Associate professor Audun Theodorsen was awared a prestigous Starting Grant from the Tromsø Research Foundation in order to investigate intermittent fluctuations in physical systems.

Many physical and natural systems such as atmospheric winds, astrophysical plasmas and near-wall turbulence in magnetically confined fusion plasmas are characterized by large-amplitude, intermittent fluctuations. These can be recognized by skewed and flattened probability densities far from the normal distribution. As a result, descriptions and methods assuming normal statistics may fail or have very poor predictive powers. Simply estimating mean values and standard deviations does not capture the nature of these fluctuations and using such methods may lead to fatal underestimation of the likelihood of extreme events.

A promising way to model such fluctuations is to use the filtered Poisson process (FPP). This is a model for describing measurement time series as a superposition of uncorrelated pulses with fixed shape but randomly distributed amplitudes, arrival and duration times, or equivalently, the result of a characteristic response to pulse-like forcing. As such, it is a linear model for investigating and describing the statistical properties of non-linear systems. The model takes large-amplitude fluctuations directly into account. The UiT fusion energy research team has used the FPP for pioneering analysis of intermittent near-wall turbulent fluctuations in magnetically confined fusion plasmas, explaining several well-established experimental observations.
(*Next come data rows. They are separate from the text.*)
//! Integration tests for the cartwise CLI

use std::path::{Path, PathBuf};

use assert_cmd::cargo;
use cartwise::adapters::snapshot::{Snapshot, save_snapshot};
use predicates::prelude::*;
use tempfile::TempDir;

use crate::common::{EntryBuilder, ItemBuilder, market_north};

fn cartwise() -> assert_cmd::Command {
    assert_cmd::Command::new(cargo::cargo_bin!("cartwise"))
}

/// Snapshot with one list and two markets 2 and 4 km north of the origin
fn write_snapshot(dir: &Path) -> PathBuf {
    let mut snapshot = Snapshot::default();
    snapshot.lists.insert(
        "weekly".to_string(),
        vec![ItemBuilder::new("1", "coffee").qty(2).build()],
    );
    snapshot.lists.insert(
        "rare".to_string(),
        vec![ItemBuilder::new("1", "saffron").build()],
    );
    snapshot.markets = vec![market_north("x", 2.0), market_north("y", 4.0)];
    snapshot
        .catalogs
        .insert("x".to_string(), vec![EntryBuilder::new("coffee", 10.0).build()]);
    snapshot
        .catalogs
        .insert("y".to_string(), vec![EntryBuilder::new("coffee", 9.0).build()]);

    let path = dir.join("snapshot.json");
    save_snapshot(&path, &snapshot).unwrap();
    path
}

/// Default engine config written to disk so the user's own file is never read
fn write_config(dir: &Path) -> PathBuf {
    let path = dir.join("engine.toml");
    std::fs::write(&path, "parallel = false\n").unwrap();
    path
}

#[test]
fn test_version() {
    cartwise()
        .arg("--version")
        .assert()
        .success()
        .stdout(predicate::str::contains("cartwise"));
}

#[test]
fn test_version_command() {
    cartwise()
        .arg("version")
        .assert()
        .success()
        .stdout(predicate::str::contains(concat!("cartwise v", env!("CARGO_PKG_VERSION"))));
}

#[test]
fn test_help() {
    cartwise()
        .arg("--help")
        .assert()
        .success()
        .stdout(predicate::str::contains("Rank nearby markets for a shopping list"));
}

#[test]
fn test_short_help() {
    cartwise()
        .arg("-h")
        .assert()
        .success()
        .stdout(predicate::str::contains("Compare markets for a shopping list"));
}

#[test]
fn test_no_args_shows_info() {
    cartwise().assert().success().stdout(predicate::str::contains("cartwise"));
}

#[test]
fn test_compare_ranks_markets() {
    let temp = TempDir::new().unwrap();
    let snapshot = write_snapshot(temp.path());
    let config = write_config(temp.path());

    cartwise()
        .arg("compare")
        .arg("-s")
        .arg(&snapshot)
        .args(["-l", "weekly", "--lat", "-23.55", "--lng", "-46.63", "-r", "10"])
        .arg("--config")
        .arg(&config)
        .assert()
        .success()
        .stdout(predicate::str::contains("Compared 2 market(s) for list weekly"))
        .stdout(predicate::str::contains("[recommended]"))
        .stdout(predicate::str::contains("real cost 26.00"))
        .stdout(predicate::str::contains("real cost 30.00"));
}

#[test]
fn test_compare_json() {
    let temp = TempDir::new().unwrap();
    let snapshot = write_snapshot(temp.path());
    let config = write_config(temp.path());

    let output = cartwise()
        .arg("--json")
        .arg("compare")
        .arg("--snapshot")
        .arg(&snapshot)
        .args(["--list", "weekly", "--lat", "-23.55", "--lng", "-46.63", "--radius", "3"])
        .arg("--config")
        .arg(&config)
        .output()
        .unwrap();
    assert!(output.status.success());

    let json: serde_json::Value = serde_json::from_slice(&output.stdout).unwrap();
    assert_eq!(json["mode"], "compare");
    let offers = json["offers"].as_array().unwrap();
    assert_eq!(offers.len(), 1);
    assert_eq!(offers[0]["market_id"], "x");
    assert_eq!(offers[0]["is_recommended"], true);
}

#[test]
fn test_compare_nothing_found() {
    let temp = TempDir::new().unwrap();
    let snapshot = write_snapshot(temp.path());
    let config = write_config(temp.path());

    cartwise()
        .arg("compare")
        .arg("-s")
        .arg(&snapshot)
        .args(["-l", "rare", "--lat", "-23.55", "--lng", "-46.63"])
        .arg("--config")
        .arg(&config)
        .assert()
        .success()
        .stdout(predicate::str::contains("No market nearby can fulfil list rare."));
}

#[test]
fn test_compare_without_location_fails() {
    let temp = TempDir::new().unwrap();
    let snapshot = write_snapshot(temp.path());
    let config = write_config(temp.path());

    cartwise()
        .arg("compare")
        .arg("-s")
        .arg(&snapshot)
        .args(["-l", "weekly"])
        .arg("--config")
        .arg(&config)
        .assert()
        .failure()
        .stderr(predicate::str::contains("comparison mode requires a user location"));
}

#[test]
fn test_unknown_list_fails() {
    let temp = TempDir::new().unwrap();
    let snapshot = write_snapshot(temp.path());
    let config = write_config(temp.path());

    cartwise()
        .arg("compare")
        .arg("-s")
        .arg(&snapshot)
        .args(["-l", "nope", "--lat", "1", "--lng", "1"])
        .arg("--config")
        .arg(&config)
        .assert()
        .failure()
        .stderr(predicate::str::contains("shopping list not found: nope"));
}

#[test]
fn test_detail_single_market() {
    let temp = TempDir::new().unwrap();
    let snapshot = write_snapshot(temp.path());
    let config = write_config(temp.path());

    cartwise()
        .arg("detail")
        .arg("-s")
        .arg(&snapshot)
        .args(["-l", "weekly", "-m", "y"])
        .arg("--config")
        .arg(&config)
        .assert()
        .success()
        .stdout(predicate::str::contains("Market y"))
        .stdout(predicate::str::contains("total 18.00"))
        .stdout(predicate::str::contains("[recommended]").not());
}

#[test]
fn test_detail_unknown_market_fails() {
    let temp = TempDir::new().unwrap();
    let snapshot = write_snapshot(temp.path());
    let config = write_config(temp.path());

    cartwise()
        .arg("detail")
        .arg("-s")
        .arg(&snapshot)
        .args(["-l", "weekly", "-m", "ghost"])
        .arg("--config")
        .arg(&config)
        .assert()
        .failure()
        .stderr(predicate::str::contains("market not found: ghost"));
}

#[test]
fn test_invalid_config_fails() {
    let temp = TempDir::new().unwrap();
    let snapshot = write_snapshot(temp.path());
    let config = temp.path().join("bad.toml");
    std::fs::write(&config, "similarity_threshold = 7.0").unwrap();

    cartwise()
        .arg("detail")
        .arg("-s")
        .arg(&snapshot)
        .args(["-l", "weekly", "-m", "x"])
        .arg("--config")
        .arg(&config)
        .assert()
        .failure()
        .stderr(predicate::str::contains("similarity_threshold"));
}

#[test]
fn test_config_init_and_show() {
    let temp = TempDir::new().unwrap();
    let path = temp.path().join("conf").join("engine.toml");

    cartwise()
        .args(["config", "init", "--path"])
        .arg(&path)
        .assert()
        .success()
        .stdout(predicate::str::contains("Created"));
    assert!(path.exists());

    cartwise()
        .args(["config", "init", "--path"])
        .arg(&path)
        .assert()
        .success()
        .stdout(predicate::str::contains("already exists"));

    cartwise()
        .arg("--config")
        .arg(&path)
        .args(["config", "show"])
        .assert()
        .success()
        .stdout(predicate::str::contains("similarity_threshold = 0.4"));
}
In this project proposal, the FPP will be put to the test as a general model for intermittent fluctuations. It is done in collaboration with several international teams providing state-of-the-art measurement and simulation time series from such wide areas as magnetically confined plasmas, cosmic dust particles in the solar wind, climate response to volcanic activity and atmospheric aerosols. Not only does the project aim to further basic science research in providing a universal model for intermittent fluctuations in physical systems, but also aims to answer several physics questions such as how fluctuation amplitudes and durations scale with plasma and machine parameters in magnetically confined plasmas, how cosmic dust is distributed in the inner heliosphere, whether the global temperature response due to volcanic eruptions is linear and the presence and effect of long-range correlations in atmospheric aerosols.



Members:

Martin Rypdal
Odd Erik Garcia


Financial/grant information:

12 MNOK funding from Tromsø Research Foundation.